Prinzessin

Kommt man ihnen blöde, kriegt man eins auf die Fresse. Die Mädchengang lässt nicht mit sich spaßen. Und es ist ein schlechter Tag, denn morgen muss Yvonne in den Knast… Zwischen glänzender Weihnachtsdekoration und ersten verirrten Silvesterkrachern streifen die Mädchen unruhig durch ihr Revier. Die letzten Tage des Jahres verbringen sie lieber draußen in der Kälte als in einer beengten Wohnung. Die Freundinnen warten auf etwas. Auf was, ist ihnen nicht ganz klar. Jedenfalls nicht auf Silvester.
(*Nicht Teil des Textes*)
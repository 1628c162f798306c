//! Which registers hold a defined value at the current generation point.

use rvdiff_core::instruction::Instruction;
use rvdiff_core::register::{self, Float, RiscV};

/// Bitsets of written integer and floating point registers. `x0` is always live.
#[derive(Debug, Clone, Copy, PartialEq, Eq)]
pub struct RegisterLiveness {
    int: u32,
    float: u32,
}

impl Default for RegisterLiveness {
    fn default() -> Self {
        Self::new()
    }
}

impl RegisterLiveness {
    #[must_use]
    pub const fn new() -> Self {
        Self { int: 1, float: 0 }
    }

    #[must_use]
    pub fn is_int_live(&self, reg: Option<RiscV>) -> bool {
        self.int & (1 << register::index(reg)) != 0
    }

    #[must_use]
    pub fn is_float_live(&self, reg: Float) -> bool {
        self.float & (1 << reg.get()) != 0
    }

    /// Whether every register `instruction` reads has been written.
    #[must_use]
    pub fn reads_live(&self, instruction: &Instruction) -> bool {
        instruction.int_sources().into_iter().all(|reg| self.is_int_live(reg))
            && instruction.float_source().is_none_or(|reg| self.is_float_live(reg))
    }

    /// Marks the destinations of `instruction` as live.
    pub fn record(&mut self, instruction: &Instruction) {
        if let Some(reg) = instruction.int_dest() {
            self.int |= 1 << reg.get();
        }

        if let Some(reg) = instruction.float_dest() {
            self.float |= 1 << reg.get();
        }
    }

    pub fn record_all<'a>(&mut self, instructions: impl IntoIterator<Item = &'a Instruction>) {
        for it in instructions {
            self.record(it);
        }
    }

    /// Live integer registers, `None` (`x0`) first.
    #[must_use]
    pub fn live_ints(&self) -> Vec<Option<RiscV>> {
        (0..32).filter(|idx| self.int & (1 << idx) != 0).map(RiscV::with_u8).collect()
    }

    #[must_use]
    pub fn live_floats(&self) -> Vec<Float> {
        (0..32).filter(|idx| self.float & (1 << idx) != 0).map(Float::masked).collect()
    }
}

#[cfg(test)]
mod tests {
    use rvdiff_core::instruction::{I, Instruction, IntToF, R};
    use rvdiff_core::opcode;
    use rvdiff_core::register::{Float, RiscV};

    use super::RegisterLiveness;

    #[test]
    fn writes_make_registers_readable() {
        let mut live = RegisterLiveness::new();
        assert_eq!(live.live_ints(), vec![None]);
        assert!(live.live_floats().is_empty());

        let add = Instruction::from(R::new(Some(RiscV::T2), None, Some(RiscV::RA), opcode::R::ADD));
        assert!(!live.reads_live(&add));

        live.record(&Instruction::from(I::new(7, None, Some(RiscV::T2), opcode::I::ADDI)));
        assert!(live.reads_live(&add));
        assert_eq!(live.live_ints(), vec![None, Some(RiscV::T2)]);

        let fmv = Instruction::from(IntToF {
            rd: Float::masked(31),
            rs1: Some(RiscV::T2),
            rm: opcode::RoundingMode::RNE,
            opcode: opcode::IntToF::FMV_D_X,
        });
        live.record(&fmv);
        assert_eq!(live.live_floats(), vec![Float::masked(31)]);
    }
}
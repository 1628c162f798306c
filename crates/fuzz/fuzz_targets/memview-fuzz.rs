#![no_main]

use libfuzzer_sys::fuzz_target;
use rand::SeedableRng;
use rand_chacha::ChaCha8Rng;
use rvdiff_gen::memview::MemoryView;

const SIZE: u64 = 0x400;

fuzz_target!(|data: &[u8]| {
    let Some((&seed, ops)) = data.split_first() else {
        return;
    };

    let mut rng = ChaCha8Rng::seed_from_u64(u64::from(seed));
    let mut view = MemoryView::new(SIZE);

    for op in ops.chunks_exact(4) {
        let addr = u64::from(u16::from_le_bytes([op[0], op[1]])) % (SIZE + 0x40);
        let len = u64::from(op[2]);

        match op[3] & 0x80 {
            0 => view.reserve(addr, len),
            _ => {
                let align_bits = op[3] & 0b11;
                let len = len.max(1);
                let (lo, hi) = (addr.min(SIZE), SIZE);

                if let Ok(found) = view.random_free(&mut rng, align_bits, len, lo, hi) {
                    assert_eq!(found % (1 << align_bits), 0);
                    assert!(found >= lo && found + len <= hi);
                    assert!(view.is_range_free(found, len));
                }
            }
        }

        let mut end = 0;
        for interval in view.merged_intervals() {
            assert!(interval.start > end || (end == 0 && interval.start == 0));
            assert!(interval.start < interval.end && interval.end <= SIZE);
            end = interval.end;
        }
    }
});
// these opcode names are _exact_, and naming rules don't apply to them
#![allow(non_camel_case_types)]

use strum::{Display, EnumIter, EnumString, IntoStaticStr};

/// Register-register operations, including the M extension and the RV64 `*W` forms.
#[derive(Debug, PartialEq, Eq, Copy, Clone, Hash, Display, EnumIter, EnumString, IntoStaticStr)]
#[strum(serialize_all = "lowercase")]
pub enum R {
    ADD,
    SUB,
    SLL,
    SLT,
    SLTU,
    XOR,
    SRL,
    SRA,
    OR,
    AND,
    MUL,
    MULH,
    MULHSU,
    MULHU,
    DIV,
    DIVU,
    REM,
    REMU,
    ADDW,
    SUBW,
    SLLW,
    SRLW,
    SRAW,
    MULW,
    DIVW,
    DIVUW,
    REMW,
    REMUW,
}

impl R {
    #[must_use]
    pub const fn is_m_extension(self) -> bool {
        matches!(
            self,
            Self::MUL
                | Self::MULH
                | Self::MULHSU
                | Self::MULHU
                | Self::DIV
                | Self::DIVU
                | Self::REM
                | Self::REMU
                | Self::MULW
                | Self::DIVW
                | Self::DIVUW
                | Self::REMW
                | Self::REMUW,
        )
    }

    #[must_use]
    pub const fn is_rv64_only(self) -> bool {
        matches!(
            self,
            Self::ADDW
                | Self::SUBW
                | Self::SLLW
                | Self::SRLW
                | Self::SRAW
                | Self::MULW
                | Self::DIVW
                | Self::DIVUW
                | Self::REMW
                | Self::REMUW
        )
    }

    #[must_use]
    pub fn as_str(self) -> &'static str {
        self.into()
    }
}

/// Register-immediate operations.
#[derive(Debug, PartialEq, Eq, Copy, Clone, Hash, Display, EnumIter, EnumString, IntoStaticStr)]
#[strum(serialize_all = "lowercase")]
pub enum I {
    ADDI,
    SLTI,
    SLTIU,
    XORI,
    ORI,
    ANDI,
    SLLI,
    SRLI,
    SRAI,
    ADDIW,
    SLLIW,
    SRLIW,
    SRAIW,
}

impl I {
    /// The largest shift amount accepted, if this is a shift.
    #[must_use]
    pub const fn max_shamt(self) -> Option<u16> {
        match self {
            Self::SLLI | Self::SRLI | Self::SRAI => Some(63),
            Self::SLLIW | Self::SRLIW | Self::SRAIW => Some(31),
            _ => None,
        }
    }

    #[must_use]
    pub const fn is_rv64_only(self) -> bool {
        matches!(self, Self::ADDIW | Self::SLLIW | Self::SRLIW | Self::SRAIW)
    }

    #[must_use]
    pub fn as_str(self) -> &'static str {
        self.into()
    }
}

#[derive(Debug, PartialEq, Eq, Copy, Clone, Hash, Display, EnumIter, EnumString, IntoStaticStr)]
#[strum(serialize_all = "lowercase")]
pub enum Load {
    LB,
    LH,
    LW,
    LD,
    LBU,
    LHU,
    LWU,
}

impl Load {
    #[must_use]
    pub const fn alignment_bits(self) -> u8 {
        match self {
            Self::LB | Self::LBU => 0,
            Self::LH | Self::LHU => 1,
            Self::LW | Self::LWU => 2,
            Self::LD => 3,
        }
    }

    #[must_use]
    pub const fn is_rv64_only(self) -> bool {
        matches!(self, Self::LD | Self::LWU)
    }
}

#[derive(Debug, PartialEq, Eq, Copy, Clone, Hash, Display, EnumIter, EnumString, IntoStaticStr)]
#[strum(serialize_all = "lowercase")]
pub enum FLoad {
    FLW,
    FLD,
}

impl FLoad {
    #[must_use]
    pub const fn alignment_bits(self) -> u8 {
        match self {
            Self::FLW => 2,
            Self::FLD => 3,
        }
    }
}

#[derive(Debug, PartialEq, Eq, Copy, Clone, Hash, Display, EnumIter, EnumString, IntoStaticStr)]
#[strum(serialize_all = "lowercase")]
pub enum Store {
    SB,
    SH,
    SW,
    SD,
}

impl Store {
    #[must_use]
    pub const fn alignment_bits(self) -> u8 {
        match self {
            Self::SB => 0,
            Self::SH => 1,
            Self::SW => 2,
            Self::SD => 3,
        }
    }

    #[must_use]
    pub const fn is_rv64_only(self) -> bool {
        matches!(self, Self::SD)
    }
}

#[derive(Debug, PartialEq, Eq, Copy, Clone, Hash, Display, EnumIter, EnumString, IntoStaticStr)]
#[strum(serialize_all = "lowercase")]
pub enum FStore {
    FSW,
    FSD,
}

impl FStore {
    #[must_use]
    pub const fn alignment_bits(self) -> u8 {
        match self {
            Self::FSW => 2,
            Self::FSD => 3,
        }
    }
}

/// Float source, integer destination.
#[derive(Debug, PartialEq, Eq, Copy, Clone, Hash, Display, EnumIter, EnumString, IntoStaticStr)]
pub enum FToInt {
    #[strum(to_string = "fcvt.l.s")]
    FCVT_L_S,
    #[strum(to_string = "fcvt.lu.s")]
    FCVT_LU_S,
    #[strum(to_string = "fcvt.l.d")]
    FCVT_L_D,
    #[strum(to_string = "fcvt.lu.d")]
    FCVT_LU_D,
    #[strum(to_string = "fmv.x.d")]
    FMV_X_D,
}

impl FToInt {
    /// `fmv` is a bit move and has no rounding mode field.
    #[must_use]
    pub const fn has_rounding_mode(self) -> bool {
        !matches!(self, Self::FMV_X_D)
    }
}

/// Integer source, float destination.
#[derive(Debug, PartialEq, Eq, Copy, Clone, Hash, Display, EnumIter, EnumString, IntoStaticStr)]
pub enum IntToF {
    #[strum(to_string = "fcvt.s.l")]
    FCVT_S_L,
    #[strum(to_string = "fcvt.s.lu")]
    FCVT_S_LU,
    #[strum(to_string = "fcvt.d.l")]
    FCVT_D_L,
    #[strum(to_string = "fcvt.d.lu")]
    FCVT_D_LU,
    #[strum(to_string = "fmv.d.x")]
    FMV_D_X,
}

impl IntToF {
    #[must_use]
    pub const fn has_rounding_mode(self) -> bool {
        !matches!(self, Self::FMV_D_X)
    }
}

#[derive(Debug, PartialEq, Eq, Copy, Clone, Hash, Display, EnumIter, EnumString, IntoStaticStr)]
#[strum(serialize_all = "lowercase")]
pub enum RoundingMode {
    RNE = 0b000,
    RTZ = 0b001,
    RDN = 0b010,
    RUP = 0b011,
    RMM = 0b100,
    DYN = 0b111,
}

#[derive(Debug, PartialEq, Eq, Copy, Clone, Hash, Display, EnumIter, EnumString, IntoStaticStr)]
#[strum(serialize_all = "lowercase")]
pub enum Csr {
    CSRRW,
    CSRRS,
    CSRRC,
}

#[derive(Debug, PartialEq, Eq, Copy, Clone, Hash, Display, EnumIter, EnumString, IntoStaticStr)]
#[strum(serialize_all = "lowercase")]
pub enum CsrI {
    CSRRWI,
    CSRRSI,
    CSRRCI,
}

#[derive(Debug, PartialEq, Eq, Copy, Clone, Hash, Display, EnumIter, EnumString, IntoStaticStr)]
#[strum(serialize_all = "lowercase")]
pub enum U {
    LUI,
    AUIPC,
}

#[derive(Debug, PartialEq, Eq, Copy, Clone, Hash, Display, EnumIter, EnumString, IntoStaticStr)]
#[strum(serialize_all = "lowercase")]
pub enum J {
    JAL,
}

#[derive(Debug, PartialEq, Eq, Copy, Clone, Hash, Display, EnumIter, EnumString, IntoStaticStr)]
#[strum(serialize_all = "lowercase")]
pub enum IJump {
    JALR,
}

#[derive(Debug, PartialEq, Eq, Copy, Clone, Hash, Display, EnumIter, EnumString, IntoStaticStr)]
#[strum(serialize_all = "lowercase")]
pub enum B {
    BEQ,
    BNE,
    BLT,
    BGE,
    BLTU,
    BGEU,
}

/// Instructions with no operands, so a single fixed encoding each.
#[derive(Debug, PartialEq, Eq, Copy, Clone, Hash, Display, EnumIter, EnumString, IntoStaticStr)]
pub enum Sys {
    #[strum(to_string = "ecall")]
    ECALL,
    #[strum(to_string = "ebreak")]
    EBREAK,
    #[strum(to_string = "mret")]
    MRET,
    #[strum(to_string = "sret")]
    SRET,
    #[strum(to_string = "wfi")]
    WFI,
    #[strum(to_string = "fence.i")]
    FENCE_I,
    #[strum(to_string = "sfence.w.inval")]
    SFENCE_W_INVAL,
    #[strum(to_string = "sfence.inval.ir")]
    SFENCE_INVAL_IR,
}

/// Address-translation fences taking `rs1, rs2`.
#[derive(Debug, PartialEq, Eq, Copy, Clone, Hash, Display, EnumIter, EnumString, IntoStaticStr)]
pub enum Vma {
    #[strum(to_string = "sfence.vma")]
    SFENCE_VMA,
    #[strum(to_string = "sinval.vma")]
    SINVAL_VMA,
}
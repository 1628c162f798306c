use rvdiff_core::instruction::{Instruction, Sys};
use rvdiff_core::opcode;

use crate::GenError;
use crate::privilege::{Privilege, PrivilegeState};

/// Emits the `mret`/`sret` that leaves the current privilege level, and moves `state` to
/// the level it returns to.
///
/// # Errors
/// [`GenError::InvalidDescent`] if the return address or previous-privilege field for the
/// current level was never written, or when already in user mode.
pub fn gen_priv_descent_instr(state: &mut PrivilegeState) -> Result<Instruction, GenError> {
    let from = state.privstate;
    let invalid = |reason| GenError::InvalidDescent { from, reason };

    let instruction = match from {
        Privilege::Machine => {
            if !state.is_mepc_populated {
                return Err(invalid("mepc is not populated"));
            }

            let target = state.curr_mstatus_mpp.ok_or_else(|| invalid("mstatus.MPP is unset"))?;

            state.is_mepc_populated = false;
            state.privstate = target;
            state.curr_mstatus_mpp = Some(Privilege::User);

            Sys::new(opcode::Sys::MRET)
        }

        Privilege::Supervisor => {
            if !state.is_sepc_populated {
                return Err(invalid("sepc is not populated"));
            }

            let target = state.curr_mstatus_spp.ok_or_else(|| invalid("sstatus.SPP is unset"))?;

            state.is_sepc_populated = false;
            state.privstate = target;
            state.curr_mstatus_spp = Some(Privilege::User);

            Sys::new(opcode::Sys::SRET)
        }

        Privilege::User => return Err(invalid("user mode has no lower level")),
    };

    tracing::trace!(%from, to = %state.privstate, "privilege descent");

    Ok(instruction.into())
}

#[cfg(test)]
mod tests {
    use rvdiff_core::instruction::{Instruction, Sys};
    use rvdiff_core::opcode;

    use super::gen_priv_descent_instr;
    use crate::GenError;
    use crate::privilege::{Privilege, PrivilegeState};

    #[test]
    fn machine_to_supervisor() {
        let mut state = PrivilegeState::new();
        state.set_mepc();
        state.set_mpp(Privilege::Supervisor);

        let instruction = gen_priv_descent_instr(&mut state).unwrap();

        assert_eq!(instruction, Instruction::Sys(Sys::new(opcode::Sys::MRET)));
        assert_eq!(rvdiff_encode::instruction(&instruction), Ok(0x3020_0073));
        assert_eq!(
            state,
            PrivilegeState {
                privstate: Privilege::Supervisor,
                is_mepc_populated: false,
                is_sepc_populated: false,
                curr_mstatus_mpp: Some(Privilege::User),
                curr_mstatus_spp: None,
            }
        );
    }

    #[test]
    fn machine_to_supervisor_to_user() {
        let mut state = PrivilegeState::new();
        state.set_mepc();
        state.set_mpp(Privilege::Supervisor);
        gen_priv_descent_instr(&mut state).unwrap();

        state.set_sepc();
        state.set_spp(Privilege::User);
        let before = state.clone();

        let instruction = gen_priv_descent_instr(&mut state).unwrap();
        assert_eq!(rvdiff_encode::instruction(&instruction), Ok(0x1020_0073));
        assert_eq!(state.privstate, Privilege::User);
        assert!(!state.is_sepc_populated);
        assert_eq!(state.curr_mstatus_spp, Some(Privilege::User));

        // the fields the descent touched are exactly the ones it reports.
        let mut restored = state.clone();
        restored.privstate = Privilege::Supervisor;
        restored.is_sepc_populated = true;
        assert_eq!(restored, before);

        assert!(matches!(
            gen_priv_descent_instr(&mut state),
            Err(GenError::InvalidDescent { from: Privilege::User, .. })
        ));
    }

    #[test]
    fn machine_to_machine() {
        let mut state = PrivilegeState::new();
        state.set_mepc();
        state.set_mpp(Privilege::Machine);

        gen_priv_descent_instr(&mut state).unwrap();
        assert_eq!(state.privstate, Privilege::Machine);
        assert_eq!(state.curr_mstatus_mpp, Some(Privilege::User));
    }

    #[test]
    fn preconditions() {
        let mut state = PrivilegeState::new();
        state.set_mpp(Privilege::User);
        let before = state.clone();

        assert!(matches!(
            gen_priv_descent_instr(&mut state),
            Err(GenError::InvalidDescent { from: Privilege::Machine, .. })
        ));
        assert_eq!(state, before);

        let mut state = PrivilegeState::new();
        state.set_mepc();
        assert!(gen_priv_descent_instr(&mut state).is_err());

        let mut state = PrivilegeState { privstate: Privilege::Supervisor, ..PrivilegeState::new() };
        state.set_spp(Privilege::User);
        assert!(gen_priv_descent_instr(&mut state).is_err());
    }
}
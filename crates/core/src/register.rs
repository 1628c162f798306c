use core::fmt;
use core::num::NonZeroU8;

/// An integer register other than `x0`.
///
/// `x0` is represented as `None` wherever an `Option<RiscV>` is accepted.
#[derive(PartialEq, Eq, PartialOrd, Ord, Clone, Copy, Hash)]
pub struct RiscV(NonZeroU8);

impl fmt::Debug for RiscV {
    fn fmt(&self, f: &mut fmt::Formatter<'_>) -> fmt::Result {
        write!(f, "X{}", self.0)
    }
}

// all of these functions are super trivial and should *always* be inlined.
#[allow(clippy::inline_always)]
impl RiscV {
    #[inline(always)]
    #[must_use]
    pub const fn new(inner: NonZeroU8) -> Option<Self> {
        match inner.get() < 32 {
            true => Some(Self(inner)),
            false => None,
        }
    }

    #[inline(always)]
    #[must_use]
    pub const fn with_u8(v: u8) -> Option<Self> {
        match NonZeroU8::new(v) {
            Some(v) => Self::new(v),
            None => None,
        }
    }

    #[inline(always)]
    #[must_use]
    pub const fn get(self) -> u8 {
        self.0.get()
    }

    pub const RA: Self = Self::with_u8(1).unwrap();
    pub const SP: Self = Self::with_u8(2).unwrap();
    pub const T0: Self = Self::with_u8(5).unwrap();
    pub const T1: Self = Self::with_u8(6).unwrap();
    pub const T2: Self = Self::with_u8(7).unwrap();
    pub const S1: Self = Self::with_u8(9).unwrap();
    pub const X31: Self = Self::with_u8(31).unwrap();

    pub const XLEN: usize = 32;
}

/// A floating point register, `f0` included.
#[derive(PartialEq, Eq, PartialOrd, Ord, Clone, Copy, Hash)]
pub struct Float(u8);

impl fmt::Debug for Float {
    fn fmt(&self, f: &mut fmt::Formatter<'_>) -> fmt::Result {
        write!(f, "F{}", self.0)
    }
}

#[allow(clippy::inline_always)]
impl Float {
    #[inline(always)]
    #[must_use]
    pub const fn with_u8(v: u8) -> Option<Self> {
        match v < 32 {
            true => Some(Self(v)),
            false => None,
        }
    }

    /// The register named by the low five bits of `v`.
    #[inline(always)]
    #[must_use]
    pub const fn masked(v: u8) -> Self {
        Self(v & 0b1_1111)
    }

    #[inline(always)]
    #[must_use]
    pub const fn get(self) -> u8 {
        self.0
    }
}

/// Raw register index as it appears in an encoded field.
#[inline]
#[must_use]
pub const fn index(register: Option<RiscV>) -> u8 {
    match register {
        None => 0,
        Some(it) => it.get(),
    }
}

#[cfg(test)]
mod tests {
    use super::{Float, RiscV};

    #[test]
    fn bounds() {
        assert!(RiscV::with_u8(0).is_none());
        assert!(RiscV::with_u8(32).is_none());
        assert_eq!(RiscV::with_u8(31), Some(RiscV::X31));
        assert_eq!(Float::with_u8(0).map(Float::get), Some(0));
        assert!(Float::with_u8(32).is_none());
    }
}
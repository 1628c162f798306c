#![forbid(unsafe_code)]

use std::fs;
use std::path::{Path, PathBuf};

mod inspect;
pub mod objcopy;
pub mod writer;

pub use inspect::{Summary, inspect};
pub use writer::{EM_RISCV, TEXT_SECTION};

#[derive(Debug, Clone, Copy, PartialEq, Eq, Hash)]
pub enum Class {
    Elf32,
    Elf64,
}

/// How the ELF32 image gets relocated and widened after serialization.
#[derive(Debug, Clone, PartialEq, Eq)]
pub enum PostProcess {
    /// Shell out to `riscv<xlen>-unknown-elf-objcopy`.
    Objcopy { xlen: u32 },
    /// Re-serialize in-process.
    Native,
}

#[derive(Debug, thiserror::Error)]
pub enum ElfError {
    #[error("program header offset {program_offset:#x} differs from section offset {section_offset:#x}")]
    LayoutMismatch { program_offset: u64, section_offset: u64 },

    #[error("malformed ELF: {0}")]
    Parse(&'static str),

    #[error("address {addr:#x} does not fit in a 32-bit ELF")]
    AddressOutOfRange { addr: u64 },

    #[error("`{command}` failed: {reason}")]
    ObjcopyFailed { command: String, reason: String },

    #[error(transparent)]
    Io(#[from] std::io::Error),
}

/// Where to put the program and how.
#[derive(Debug, Clone, PartialEq, Eq)]
pub struct EmitOptions {
    pub entry_address: u64,
    pub section_address: Option<u64>,
    pub is_64bit: bool,
    pub post_process: PostProcess,
}

/// Removes the file at `path` on drop unless [`Self::keep`] was called.
struct PartialFile<'a> {
    path: &'a Path,
    keep: bool,
}

impl<'a> PartialFile<'a> {
    fn new(path: &'a Path) -> Self {
        Self { path, keep: false }
    }

    fn keep(mut self) {
        self.keep = true;
    }
}

impl Drop for PartialFile<'_> {
    fn drop(&mut self) {
        if !self.keep {
            if let Err(e) = fs::remove_file(self.path) {
                if e.kind() != std::io::ErrorKind::NotFound {
                    tracing::warn!(path = %self.path.display(), "failed to remove partial output: {e}");
                }
            }
        }
    }
}

/// Writes `text` to `path` as a RISC-V executable.
///
/// The image is first laid out as ELF32 with `.text.init` at the entry address, then relocated
/// to `section_address` and widened to ELF64 as requested. On failure nothing is left at `path`.
///
/// # Errors
/// Returns [`ElfError`] if an address does not fit the chosen class, if the layout check fails
/// on either the initial or the post-processed image, if `objcopy` fails, or on I/O errors.
pub fn emit(path: &Path, text: &[u8], options: &EmitOptions) -> Result<(), ElfError> {
    let EmitOptions { entry_address, section_address, is_64bit, ref post_process } = *options;

    if !is_64bit {
        for addr in [Some(entry_address), section_address].into_iter().flatten() {
            if u32::try_from(addr).is_err() {
                return Err(ElfError::AddressOutOfRange { addr });
            }
        }
    } else if u32::try_from(entry_address).is_err() {
        // objcopy widens an ELF32 image.
        if matches!(post_process, PostProcess::Objcopy { .. }) {
            return Err(ElfError::AddressOutOfRange { addr: entry_address });
        }
    }

    let guard = PartialFile::new(path);

    let summary = match post_process {
        PostProcess::Native => {
            let class = match is_64bit {
                true => Class::Elf64,
                false => Class::Elf32,
            };

            let image = writer::serialize(
                text,
                entry_address,
                section_address.unwrap_or(entry_address),
                class,
            );

            let summary = inspect(&image)?;
            fs::write(path, &image)?;
            summary
        }

        PostProcess::Objcopy { xlen } => {
            let image = writer::serialize(text, entry_address, entry_address, Class::Elf32);
            inspect(&image)?;
            fs::write(path, &image)?;

            objcopy::post_process(*xlen, path, section_address, is_64bit)?;

            inspect(&fs::read(path)?)?
        }
    };

    guard.keep();

    tracing::info!(
        path = %path.display(),
        class = ?summary.class,
        entry = format_args!("{:#x}", summary.entry),
        section = format_args!("{:#x}", summary.section_addr),
        len = text.len(),
        "emitted ELF"
    );

    Ok(())
}

/// Output path for instance `seed` in `dir`.
#[must_use]
pub fn instance_path(dir: &Path, seed: u64) -> PathBuf {
    dir.join(format!("rvdiff_{seed:016x}.elf"))
}

#[cfg(test)]
mod tests;
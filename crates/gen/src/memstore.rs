use rand::Rng;
use rand::seq::IndexedRandom;

use crate::GenError;

#[derive(Debug, Clone, Copy, PartialEq, Eq)]
pub struct StoreLocation {
    pub addr: u64,
    pub align_bits: u8,
}

/// Every location a store has targeted so far.
#[derive(Debug, Clone, Default)]
pub struct MemStoreState {
    locations: Vec<StoreLocation>,
    pub last_store_addr: Option<u64>,
}

impl MemStoreState {
    #[must_use]
    pub fn new() -> Self {
        Self::default()
    }

    pub fn record_store(&mut self, addr: u64, align_bits: u8) {
        invariant!(addr % (1 << align_bits) == 0, "misaligned store location {addr:#x}");

        self.locations.push(StoreLocation { addr, align_bits });
        self.last_store_addr = Some(addr);
    }

    #[must_use]
    pub fn is_empty(&self) -> bool {
        self.locations.is_empty()
    }

    pub fn locations(&self) -> &[StoreLocation] {
        &self.locations
    }

    /// Picks an address inside a previous store location at least `2^align_bits` wide,
    /// aligned to `2^align_bits`.
    ///
    /// # Errors
    /// [`GenError::NoStoreHistory`] when no recorded location is wide enough.
    pub fn pick_store_location<R: Rng + ?Sized>(
        &self,
        rng: &mut R,
        align_bits: u8,
    ) -> Result<u64, GenError> {
        let candidates: Vec<&StoreLocation> =
            self.locations.iter().filter(|loc| loc.align_bits >= align_bits).collect();

        let loc = candidates.choose(rng).ok_or(GenError::NoStoreHistory { align_bits })?;

        // a narrower access lands on any aligned sub-slot of the wider location.
        let sub_slots = 1_u64 << (loc.align_bits - align_bits);
        let sub = rng.random_range(0..sub_slots);

        Ok(loc.addr + (sub << align_bits))
    }
}

#[cfg(test)]
mod tests {
    use rand::SeedableRng;
    use rand_chacha::ChaCha8Rng;

    use super::MemStoreState;
    use crate::GenError;

    #[test]
    fn empty_history() {
        let mut rng = ChaCha8Rng::seed_from_u64(0);
        let state = MemStoreState::new();

        assert_eq!(state.pick_store_location(&mut rng, 0), Err(GenError::NoStoreHistory { align_bits: 0 }));
    }

    #[test]
    fn narrow_history_rejects_wide_access() {
        let mut rng = ChaCha8Rng::seed_from_u64(0);
        let mut state = MemStoreState::new();
        state.record_store(0x1000, 2);

        assert_eq!(state.pick_store_location(&mut rng, 3), Err(GenError::NoStoreHistory { align_bits: 3 }));
        assert_eq!(state.pick_store_location(&mut rng, 2), Ok(0x1000));
        assert_eq!(state.last_store_addr, Some(0x1000));
    }

    #[test]
    fn sub_slots_stay_inside_location() {
        let mut rng = ChaCha8Rng::seed_from_u64(5);
        let mut state = MemStoreState::new();
        state.record_store(0x2000, 3);
        state.record_store(0x3004, 2);

        let mut seen = [false; 4];
        for _ in 0..512 {
            let addr = state.pick_store_location(&mut rng, 1).unwrap();
            assert_eq!(addr % 2, 0);

            match addr {
                0x2000..0x2008 => seen[((addr - 0x2000) / 2) as usize] = true,
                0x3004..0x3008 => {}
                _ => panic!("{addr:#x} is outside every store location"),
            }
        }

        assert_eq!(seen, [true; 4]);

        for _ in 0..64 {
            assert_eq!(state.pick_store_location(&mut rng, 3), Ok(0x2000));
        }
    }
}
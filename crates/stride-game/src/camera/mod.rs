//! Camera module
//!
//! A smoothing follow camera that eases toward the actor after physics.

mod config;
mod follower;

pub use config::FollowConfig;
pub use follower::{CameraBasis, CameraFollower};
PRINZESSIN ist eine extrem realistisch wirkende, erschreckend brutale Beobachtung einer Mädchengang in einem Großstadtghetto. Die Regisseurin sagt über ihren Film: „Bloß kein deutsches Sozialdrama. Und bloß keine pädagogisch wertvolle Haltung. Man soll gar nicht verstehen oder werten, was geschieht. Sondern einfach der eigentlich sehr klassischen Story, einer traurigen Liebesgeschichte samt dem dazugehörigen Opfertod, folgen und emotional mitgerissen werden.“

Auszeichnungen

  • First Steps Award 2006
  • Filmpreis des saarländischen Ministerpräsidenten beim Max Ophüls Preis 2006

In Anwesenheit der Regisseurin Birgit Grosskopf.

Über den Regisseur

BIRGIT GROSSKOPF wurde 1972 in Köln geboren. Von 1993 bis 1996 studierte sie angewandte Theater- und Filmwissenschaft in Reading/England, nebenbei inszenierte sie an Provinztheatern. Ab 1996 Regie-Studium an der dffb Berlin. Seit 1998 Arbeit als Lektorin und Übersetzerin für diverse Filmproduktionsfirmen. PRINZESSIN ist Birgit Grosskopfs erster abendfüllender Kinofilm.